I was not married from Avilion, but from Winifred's half-timbered fake-Tudor barn in Rosedale. It was felt to be more convenient, as most of the guests would be from Toronto. It would also be less embarrassing for my father, who could no longer afford the kind of wedding Winifred felt was her due.

He could not even afford the clothes: Winifred took care of those. Stowed away in my luggage-in one of my several brand-new trunks-were a tennis skirt although I didn't play, a bathing suit although I couldn't swim, and several dancing frocks, although I didn't know how to dance. Where could I have studied such accomplishments? Not at Avilion; not even the swimming, because Reenie wouldn't let us go in. But Winifred had insisted on these outfits.
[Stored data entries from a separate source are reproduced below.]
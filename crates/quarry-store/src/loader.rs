//! Document loaders.
//!
//! A [`Loader`] turns a source identifier into [`TextDocument`]s ready to be
//! transformed and vectorized.
//!
//! # Loaders
//!
//! - [`InMemoryLoader`]: returns documents built by the caller
//! - [`TextFileLoader`]: reads UTF-8 files, or every matching file under a
//!   directory

use async_trait::async_trait;
use async_walkdir::WalkDir;
use futures::StreamExt;
use quarry_core::{Error, Result};
use std::path::{Path, PathBuf};
use tokio::fs;

use crate::document::{Metadata, TextDocument};

/// Trait for producing documents from a source.
#[async_trait]
pub trait Loader: Send + Sync {
    /// Load every document available from `source`.
    async fn load(&self, source: &str) -> Result<Vec<TextDocument>>;
}

// ============================================================================
// InMemoryLoader
// ============================================================================

/// Loader returning a fixed set of documents regardless of source.
#[derive(Debug, Clone, Default)]
pub struct InMemoryLoader {
    documents: Vec<TextDocument>,
}

impl InMemoryLoader {
    /// Create a loader over `documents`.
    pub fn new(documents: Vec<TextDocument>) -> Self {
        Self { documents }
    }
}

#[async_trait]
impl Loader for InMemoryLoader {
    async fn load(&self, _source: &str) -> Result<Vec<TextDocument>> {
        Ok(self.documents.clone())
    }
}

// ============================================================================
// TextFileLoader
// ============================================================================

/// Loader reading plain-text files from disk.
///
/// A file source yields one document whose id and `_source` metadata are
/// the path. A directory source is walked recursively and yields one
/// document per file with a matching extension, in path order; blank files
/// found while walking are skipped.
#[derive(Debug, Clone)]
pub struct TextFileLoader {
    extensions: Vec<String>,
}

impl Default for TextFileLoader {
    fn default() -> Self {
        Self {
            extensions: vec!["txt".to_string(), "md".to_string()],
        }
    }
}

impl TextFileLoader {
    /// Create a loader accepting `.txt` and `.md` files in directories.
    pub fn new() -> Self {
        Self::default()
    }

    /// Accept only these extensions (without dot) when walking directories.
    pub fn with_extensions<S: Into<String>>(
        mut self,
        extensions: impl IntoIterator<Item = S>,
    ) -> Self {
        self.extensions = extensions.into_iter().map(Into::into).collect();
        self
    }

    /// Extensions accepted when walking directories.
    pub fn extensions(&self) -> &[String] {
        &self.extensions
    }

    fn accepts(&self, path: &Path) -> bool {
        path.extension()
            .and_then(|e| e.to_str())
            .is_some_and(|ext| self.extensions.iter().any(|wanted| wanted == ext))
    }

    async fn load_file(&self, path: &Path) -> Result<TextDocument> {
        let content = fs::read_to_string(path)
            .await
            .map_err(|e| Error::io_with_path(e, path))?;
        if content.trim().is_empty() {
            return Err(Error::invalid_data(format!("{} is empty", path.display())));
        }

        let source = path.display().to_string();
        let mut metadata = Metadata::new();
        metadata.set_source(source.clone());
        Ok(TextDocument::new(source, content)?.with_metadata(metadata))
    }

    async fn load_directory(&self, root: &Path) -> Result<Vec<TextDocument>> {
        let mut paths: Vec<PathBuf> = Vec::new();
        let mut walker = WalkDir::new(root);

        while let Some(entry_result) = walker.next().await {
            let entry = entry_result
                .map_err(|e| Error::operation(format!("walking {}: {e}", root.display())))?;
            let path = entry.path();
            if path.is_file() && self.accepts(&path) {
                paths.push(path);
            }
        }
        paths.sort();

        let mut documents = Vec::with_capacity(paths.len());
        for path in paths {
            match self.load_file(&path).await {
                Ok(document) => documents.push(document),
                Err(Error::InvalidData(msg)) => log::warn!("Skipping {msg}"),
                Err(e) => return Err(e),
            }
        }

        log::debug!("Loaded {} document(s) from {}", documents.len(), root.display());
        Ok(documents)
    }
}

#[async_trait]
impl Loader for TextFileLoader {
    async fn load(&self, source: &str) -> Result<Vec<TextDocument>> {
        let path = Path::new(source);
        let exists = fs::try_exists(path)
            .await
            .map_err(|e| Error::io_with_path(e, path))?;
        if !exists {
            return Err(Error::not_found("File", source));
        }

        let metadata = fs::metadata(path)
            .await
            .map_err(|e| Error::io_with_path(e, path))?;
        if metadata.is_dir() {
            self.load_directory(path).await
        } else {
            Ok(vec![self.load_file(path).await?])
        }
    }
}

// ============================================================================
// Tests
// ============================================================================

#[cfg(test)]
mod tests {
    use super::*;
    use tempfile::tempdir;

    #[tokio::test]
    async fn test_in_memory_loader() {
        let documents = vec![
            TextDocument::new("a", "alpha").unwrap(),
            TextDocument::new("b", "beta").unwrap(),
        ];
        let loader = InMemoryLoader::new(documents.clone());

        assert_eq!(loader.load("ignored").await.unwrap(), documents);
        assert_eq!(loader.load("").await.unwrap(), documents);
    }

    #[tokio::test]
    async fn test_in_memory_loader_empty() {
        let loader = InMemoryLoader::default();
        assert!(loader.load("anything").await.unwrap().is_empty());
    }

    #[tokio::test]
    async fn test_text_file_loader_single_file() {
        let dir = tempdir().unwrap();
        let path = dir.path().join("note.txt");
        std::fs::write(&path, "Rust ownership rules").unwrap();
        let source = path.display().to_string();

        let documents = TextFileLoader::new().load(&source).await.unwrap();

        assert_eq!(documents.len(), 1);
        assert_eq!(documents[0].id, source);
        assert_eq!(documents[0].content, "Rust ownership rules");
        assert_eq!(documents[0].metadata.source(), Some(source.as_str()));
    }

    #[tokio::test]
    async fn test_text_file_loader_ignores_extension_for_files() {
        let dir = tempdir().unwrap();
        let path = dir.path().join("notes.log");
        std::fs::write(&path, "explicit file").unwrap();

        let documents = TextFileLoader::new()
            .load(&path.display().to_string())
            .await
            .unwrap();
        assert_eq!(documents.len(), 1);
    }

    #[tokio::test]
    async fn test_text_file_loader_missing_file() {
        let dir = tempdir().unwrap();
        let path = dir.path().join("missing.txt");

        let err = TextFileLoader::new()
            .load(&path.display().to_string())
            .await
            .unwrap_err();
        assert!(err.is_not_found());
    }

    #[tokio::test]
    async fn test_text_file_loader_unreadable_path_is_io_error() {
        let dir = tempdir().unwrap();
        let file = dir.path().join("note.txt");
        std::fs::write(&file, "not a directory").unwrap();
        let below_file = file.join("inner.txt");

        let err = TextFileLoader::new()
            .load(&below_file.display().to_string())
            .await
            .unwrap_err();
        assert!(!err.is_not_found());
        assert!(matches!(err, Error::IoWithPath { ref path, .. } if *path == below_file));
    }

    #[tokio::test]
    async fn test_text_file_loader_blank_file() {
        let dir = tempdir().unwrap();
        let path = dir.path().join("blank.txt");
        std::fs::write(&path, "  \n\t").unwrap();

        let err = TextFileLoader::new()
            .load(&path.display().to_string())
            .await
            .unwrap_err();
        assert!(matches!(err, Error::InvalidData(_)));
    }

    #[tokio::test]
    async fn test_text_file_loader_directory() {
        let dir = tempdir().unwrap();
        std::fs::create_dir(dir.path().join("nested")).unwrap();
        std::fs::write(dir.path().join("b.md"), "# Beta").unwrap();
        std::fs::write(dir.path().join("a.txt"), "alpha").unwrap();
        std::fs::write(dir.path().join("nested").join("c.txt"), "gamma").unwrap();
        std::fs::write(dir.path().join("skip.rs"), "fn main() {}").unwrap();
        std::fs::write(dir.path().join("empty.txt"), "").unwrap();

        let documents = TextFileLoader::new()
            .load(&dir.path().display().to_string())
            .await
            .unwrap();

        let contents: Vec<_> = documents.iter().map(|d| d.content.as_str()).collect();
        assert_eq!(contents, ["alpha", "# Beta", "gamma"]);
    }

    #[tokio::test]
    async fn test_text_file_loader_custom_extensions() {
        let dir = tempdir().unwrap();
        std::fs::write(dir.path().join("a.txt"), "alpha").unwrap();
        std::fs::write(dir.path().join("b.rst"), "beta").unwrap();

        let loader = TextFileLoader::new().with_extensions(["rst"]);
        assert_eq!(loader.extensions(), ["rst"]);

        let documents = loader.load(&dir.path().display().to_string()).await.unwrap();
        assert_eq!(documents.len(), 1);
        assert_eq!(documents[0].content, "beta");
    }

    #[test]
    fn test_trait_object_safety() {
        fn _assert_object_safe(_: &dyn Loader) {}
    }
}
use clap::Parser;
use quarry_cli::{CliArgs, QuarryCli};

#[tokio::main]
async fn main() {
    let args = CliArgs::parse();

    let result = match QuarryCli::from_args(&args) {
        Ok(cli) => cli.run(args).await,
        Err(e) => Err(e),
    };

    if let Err(e) = result {
        eprintln!("Error: {e}");
        std::process::exit(1);
    }
}
//! End-to-end retrieval scenarios against the public API.

use std::sync::Arc;
use std::sync::atomic::{AtomicUsize, Ordering};

use async_trait::async_trait;
use quarry_core::{Error, Result};
use quarry_store::{
    CacheStore, DistanceCalculator, DocumentIter, HybridQuery, InMemoryStore, Indexer,
    ManagedStore, MockVectorizer, Query, QueryKind, QueryOptions, RemoveOptions, Retriever, Store,
    TextDocument, TextQuery, TextSplitTransformer, Vector, VectorDocument, VectorQuery, Vectorizer,
};

fn vector(data: &[f32]) -> Vector {
    Vector::new(data.to_vec()).unwrap()
}

fn abc_store() -> InMemoryStore {
    let mut store = InMemoryStore::new();
    store
        .add(vec![
            VectorDocument::new("A", vector(&[1.0, 0.0, 0.0])),
            VectorDocument::new("B", vector(&[0.0, 1.0, 0.0])),
            VectorDocument::new("C", vector(&[0.0, 0.0, 1.0])),
        ])
        .unwrap();
    store
}

fn abcde_store() -> InMemoryStore {
    let mut store = abc_store();
    store
        .add(vec![
            VectorDocument::new("D", Vector::null()).with_text("hello world"),
            VectorDocument::new("E", Vector::null()).with_text("goodbye"),
        ])
        .unwrap();
    store
}

fn run(store: &dyn Store, query: impl Into<Query>, options: &QueryOptions) -> Vec<VectorDocument> {
    store.query(&query.into(), options).unwrap().collect()
}

fn ids(documents: &[VectorDocument]) -> Vec<&str> {
    documents.iter().map(|d| d.id.as_str()).collect()
}

// ============================================================================
// Scenarios
// ============================================================================

#[test]
fn test_vector_query_orders_ties_by_insertion() {
    let results = run(
        &abc_store(),
        VectorQuery::new(vector(&[0.0, 0.0, 1.0])).unwrap(),
        &QueryOptions::new(),
    );

    assert_eq!(ids(&results), ["C", "A", "B"]);
    assert!((results[0].score.unwrap() - 1.0).abs() < 1e-6);
    assert_eq!(results[1].score, results[2].score);
}

#[test]
fn test_vector_query_max_items() {
    let results = run(
        &abc_store(),
        VectorQuery::new(vector(&[0.0, 0.0, 1.0])).unwrap(),
        &QueryOptions::new().with_max_items(1),
    );
    assert_eq!(ids(&results), ["C"]);
}

#[test]
fn test_vector_query_huge_max_items() {
    let mut store = InMemoryStore::new();
    store
        .add(vec![VectorDocument::new("only", vector(&[1.0, 0.0]))])
        .unwrap();

    for limit in [usize::MAX, 1 << 40] {
        let results = run(
            &store,
            VectorQuery::new(vector(&[1.0, 0.0])).unwrap(),
            &QueryOptions::new().with_max_items(limit),
        );
        assert_eq!(ids(&results), ["only"], "limit {limit}");
    }
}

#[test]
fn test_text_query_unscored() {
    let results = run(&abcde_store(), TextQuery::new("hello"), &QueryOptions::new());

    assert_eq!(ids(&results), ["D"]);
    assert!(results[0].score.is_none());
}

#[test]
fn test_hybrid_query_distinct_ids() {
    let query = HybridQuery::new(vector(&[0.0, 0.0, 1.0]), "hello", 0.5).unwrap();
    let results = run(&abcde_store(), query, &QueryOptions::new());

    let c = results.iter().find(|d| d.id == "C").unwrap();
    let d = results.iter().find(|d| d.id == "D").unwrap();
    assert!((c.score.unwrap() - 0.5).abs() < 1e-6);
    assert!(d.score.is_none());
}

#[test]
fn test_remove_nonexistent_id() {
    let mut store = abc_store();
    store
        .remove(&["nonexistent-id"], &RemoveOptions::default())
        .unwrap();
    assert_eq!(store.len(), 3);
}

#[test]
fn test_hybrid_ratio_out_of_range() {
    let err = HybridQuery::new(vector(&[1.0]), "x", 1.5).unwrap_err();
    assert!(err.is_invalid_argument());
}

// ============================================================================
// Exclusion and validation
// ============================================================================

#[test]
fn test_null_vectors_never_ranked() {
    let store = abcde_store();
    for max_items in [None, Some(1), Some(10)] {
        let mut options = QueryOptions::new();
        options.max_items = max_items;
        let results = run(&store, VectorQuery::new(vector(&[1.0, 1.0, 1.0])).unwrap(), &options);
        assert!(results.iter().all(|d| d.id != "D" && d.id != "E"));
    }
}

#[test]
fn test_mismatched_dimensions_never_ranked() {
    let mut store = abc_store();
    store
        .add(vec![VectorDocument::new("short", vector(&[1.0, 0.0]))])
        .unwrap();

    let results = run(
        &store,
        VectorQuery::new(vector(&[1.0, 0.0, 0.0])).unwrap(),
        &QueryOptions::new(),
    );
    assert_eq!(results.len(), 3);
    assert!(results.iter().all(|d| d.id != "short"));
}

#[test]
fn test_hybrid_shared_id_keeps_vector_score() {
    let mut store = InMemoryStore::new();
    store
        .add(vec![
            VectorDocument::new("shared", vector(&[0.0, 1.0])).with_text("hello"),
        ])
        .unwrap();

    let query = HybridQuery::new(vector(&[0.0, 1.0]), "hello", 0.3).unwrap();
    let results = run(&store, query, &QueryOptions::new());

    assert_eq!(results.len(), 1);
    assert!((results[0].score.unwrap() - 0.3).abs() < 1e-6);
}

#[test]
fn test_hybrid_ratio_bounds() {
    let v = vector(&[1.0]);
    assert!(HybridQuery::new(v.clone(), "x", -0.01).is_err());
    assert!(HybridQuery::new(v.clone(), "x", 1.01).is_err());
    assert!(HybridQuery::new(v.clone(), "x", 0.0).is_ok());
    assert!(HybridQuery::new(v, "x", 1.0).is_ok());
}

// ============================================================================
// Retriever capability fallback
// ============================================================================

struct TextOnlyStore(InMemoryStore);

impl Store for TextOnlyStore {
    fn name(&self) -> &str {
        "text-only"
    }

    fn add(&mut self, documents: Vec<VectorDocument>) -> Result<()> {
        self.0.add(documents)
    }

    fn remove(&mut self, ids: &[&str], options: &RemoveOptions) -> Result<()> {
        self.0.remove(ids, options)
    }

    fn supports(&self, kind: QueryKind) -> bool {
        kind == QueryKind::Text
    }

    fn query<'a>(&'a self, query: &Query, options: &QueryOptions) -> Result<DocumentIter<'a>> {
        if !self.supports(query.kind()) {
            return Err(Error::unsupported_query(query.kind(), self.name()));
        }
        self.0.query(query, options)
    }
}

struct CountingVectorizer(AtomicUsize);

#[async_trait]
impl Vectorizer for CountingVectorizer {
    async fn vectorize(&self, _text: &str) -> Result<Vector> {
        self.0.fetch_add(1, Ordering::SeqCst);
        Vector::new(vec![1.0, 0.0, 0.0])
    }

    fn dimension(&self) -> usize {
        3
    }

    fn name(&self) -> &str {
        "counting"
    }
}

#[test]
fn test_retriever_falls_back_to_text_without_vectorizing() {
    let store = Arc::new(TextOnlyStore(abcde_store()));
    let vectorizer = Arc::new(CountingVectorizer(AtomicUsize::new(0)));
    let retriever = Retriever::new(store).with_vectorizer(vectorizer.clone());

    let results =
        tokio_test::block_on(retriever.retrieve("goodbye", &QueryOptions::new())).unwrap();

    assert_eq!(ids(&results), ["E"]);
    assert_eq!(vectorizer.0.load(Ordering::SeqCst), 0);
}

// ============================================================================
// Ingest and retrieve
// ============================================================================

#[tokio::test]
async fn test_index_then_retrieve_from_cache() {
    let dir = tempfile::tempdir().unwrap();
    let path = dir.path().join("cache.json");
    let vectorizer = Arc::new(MockVectorizer::new(16));

    let mut store = CacheStore::open(&path, DistanceCalculator::default()).unwrap();
    store.setup().unwrap();

    let documents = vec![
        TextDocument::new("borrow", "The borrow checker validates references").unwrap(),
        TextDocument::new("async", "Futures are polled by an executor").unwrap(),
        TextDocument::new("long", "lifetimes ".repeat(30)).unwrap(),
    ];
    let stats = Indexer::new(vectorizer.clone())
        .with_transformer(TextSplitTransformer::new(100, 10).unwrap())
        .index(documents, &mut store)
        .await
        .unwrap();
    assert_eq!(stats.documents_loaded, 3);
    assert!(stats.documents_indexed > 3);

    // Reopen from disk and retrieve.
    let reopened = CacheStore::open(&path, DistanceCalculator::default()).unwrap();
    assert_eq!(reopened.len(), stats.documents_indexed);

    let retriever = Retriever::new(Arc::new(reopened)).with_vectorizer(vectorizer);
    let results = retriever
        .retrieve(
            "The borrow checker validates references",
            &QueryOptions::new().with_max_items(3),
        )
        .await
        .unwrap();

    assert_eq!(results.len(), 3);
    assert_eq!(results[0].id, "borrow");
}
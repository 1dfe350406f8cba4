//! Metadata filters attached to queries.
//!
//! A [`Filter`] is a backend-agnostic description of a metadata condition.
//! Vendor backends translate [`Filter::to_value`] into their own dialect;
//! the in-process stores evaluate it directly with [`Filter::matches`].

use serde::{Deserialize, Serialize};
use serde_json::{Value, json};

use crate::document::Metadata;

/// A condition over document metadata.
#[derive(Debug, Clone, PartialEq, Serialize, Deserialize)]
#[serde(tag = "type", rename_all = "snake_case")]
pub enum Filter {
    /// `field == value`.
    Equal {
        /// Metadata key.
        field: String,
        /// Expected value.
        value: Value,
    },

    /// `field != value`. A missing field counts as not equal.
    NotEqual {
        /// Metadata key.
        field: String,
        /// Rejected value.
        value: Value,
    },

    /// `field` equals one of `values`.
    In {
        /// Metadata key.
        field: String,
        /// Accepted values.
        values: Vec<Value>,
    },

    /// Every inner filter matches.
    And {
        /// Inner filters.
        filters: Vec<Filter>,
    },

    /// At least one inner filter matches.
    Or {
        /// Inner filters.
        filters: Vec<Filter>,
    },
}

impl Filter {
    /// `field == value`.
    pub fn equal(field: impl Into<String>, value: impl Into<Value>) -> Self {
        Self::Equal {
            field: field.into(),
            value: value.into(),
        }
    }

    /// `field != value`.
    pub fn not_equal(field: impl Into<String>, value: impl Into<Value>) -> Self {
        Self::NotEqual {
            field: field.into(),
            value: value.into(),
        }
    }

    /// `field` in `values`.
    pub fn one_of<V: Into<Value>>(
        field: impl Into<String>,
        values: impl IntoIterator<Item = V>,
    ) -> Self {
        Self::In {
            field: field.into(),
            values: values.into_iter().map(Into::into).collect(),
        }
    }

    /// Conjunction of filters.
    pub fn and(filters: impl IntoIterator<Item = Filter>) -> Self {
        Self::And {
            filters: filters.into_iter().collect(),
        }
    }

    /// Disjunction of filters.
    pub fn or(filters: impl IntoIterator<Item = Filter>) -> Self {
        Self::Or {
            filters: filters.into_iter().collect(),
        }
    }

    /// Serializable, backend-agnostic form of this filter.
    pub fn to_value(&self) -> Value {
        // Serialization of this enum cannot fail: every field is JSON already.
        serde_json::to_value(self).unwrap_or_else(|_| json!({}))
    }

    /// Evaluate the filter against document metadata.
    pub fn matches(&self, metadata: &Metadata) -> bool {
        match self {
            Self::Equal { field, value } => metadata.get(field) == Some(value),
            Self::NotEqual { field, value } => metadata.get(field) != Some(value),
            Self::In { field, values } => metadata
                .get(field)
                .is_some_and(|actual| values.contains(actual)),
            Self::And { filters } => filters.iter().all(|f| f.matches(metadata)),
            Self::Or { filters } => filters.iter().any(|f| f.matches(metadata)),
        }
    }
}

#[cfg(test)]
mod tests {
    use super::*;

    fn metadata() -> Metadata {
        Metadata::new()
            .with("lang", "en")
            .with("year", 2024)
            .with("draft", false)
    }

    #[test]
    fn test_filter_equal() {
        assert!(Filter::equal("lang", "en").matches(&metadata()));
        assert!(!Filter::equal("lang", "fr").matches(&metadata()));
        assert!(!Filter::equal("missing", "en").matches(&metadata()));
    }

    #[test]
    fn test_filter_equal_is_type_strict() {
        assert!(Filter::equal("year", 2024).matches(&metadata()));
        assert!(!Filter::equal("year", "2024").matches(&metadata()));
    }

    #[test]
    fn test_filter_not_equal() {
        assert!(Filter::not_equal("lang", "fr").matches(&metadata()));
        assert!(!Filter::not_equal("lang", "en").matches(&metadata()));
        assert!(Filter::not_equal("missing", "x").matches(&metadata()));
    }

    #[test]
    fn test_filter_in() {
        assert!(Filter::one_of("lang", ["de", "en"]).matches(&metadata()));
        assert!(!Filter::one_of("lang", ["de", "fr"]).matches(&metadata()));
        assert!(!Filter::one_of("missing", ["en"]).matches(&metadata()));
    }

    #[test]
    fn test_filter_and_or() {
        let both = Filter::and([Filter::equal("lang", "en"), Filter::equal("draft", false)]);
        assert!(both.matches(&metadata()));

        let mismatch = Filter::and([Filter::equal("lang", "en"), Filter::equal("draft", true)]);
        assert!(!mismatch.matches(&metadata()));

        let either = Filter::or([Filter::equal("lang", "fr"), Filter::equal("year", 2024)]);
        assert!(either.matches(&metadata()));

        // Empty conjunction is vacuously true, empty disjunction false.
        assert!(Filter::and(Vec::<Filter>::new()).matches(&metadata()));
        assert!(!Filter::or(Vec::<Filter>::new()).matches(&metadata()));
    }

    #[test]
    fn test_filter_to_value() {
        let value = Filter::equal("lang", "en").to_value();
        assert_eq!(
            value,
            json!({"type": "equal", "field": "lang", "value": "en"})
        );

        let nested = Filter::or([Filter::one_of("year", [2023, 2024])]).to_value();
        assert_eq!(nested["type"], "or");
        assert_eq!(nested["filters"][0]["type"], "in");
        assert_eq!(nested["filters"][0]["values"], json!([2023, 2024]));
    }

    #[test]
    fn test_filter_deserialization() {
        let filter: Filter =
            serde_json::from_str(r#"{"type": "not_equal", "field": "lang", "value": "fr"}"#)
                .unwrap();
        assert_eq!(filter, Filter::not_equal("lang", "fr"));
    }
}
She said I'd need to dress the part, no matter what my deficiencies, which should never be admitted by me. "Say you have a headache," she told me. "It's always an acceptable excuse."

She told me many other things as well. "It's all right to show boredom," she said. "Just never show fear. They'll smell it on you, like sharks, and come in for the kill. You can look at the edge of the table-it lowers your eyelids-but never look at the floor, it makes your neck look weak. Don't stand up straight, you're not a soldier. Nevercringe. If someone makes a remark that's insulting to you, say Excuse me? as if you haven't heard; nine times out of ten they won't have the face to repeat it. Never raise your voice to a waiter, it's vulgar. Make them bend down, it's what they're for. Don't fidget with your gloves or your hair. Always look as if you have something better to do, but never show impatience. When in doubt, go to the powder room, but go slowly. Grace comes from indifference." Such were her sermons. I have to admit, despite my loathing of her, that they have proved to be of considerable value in my life.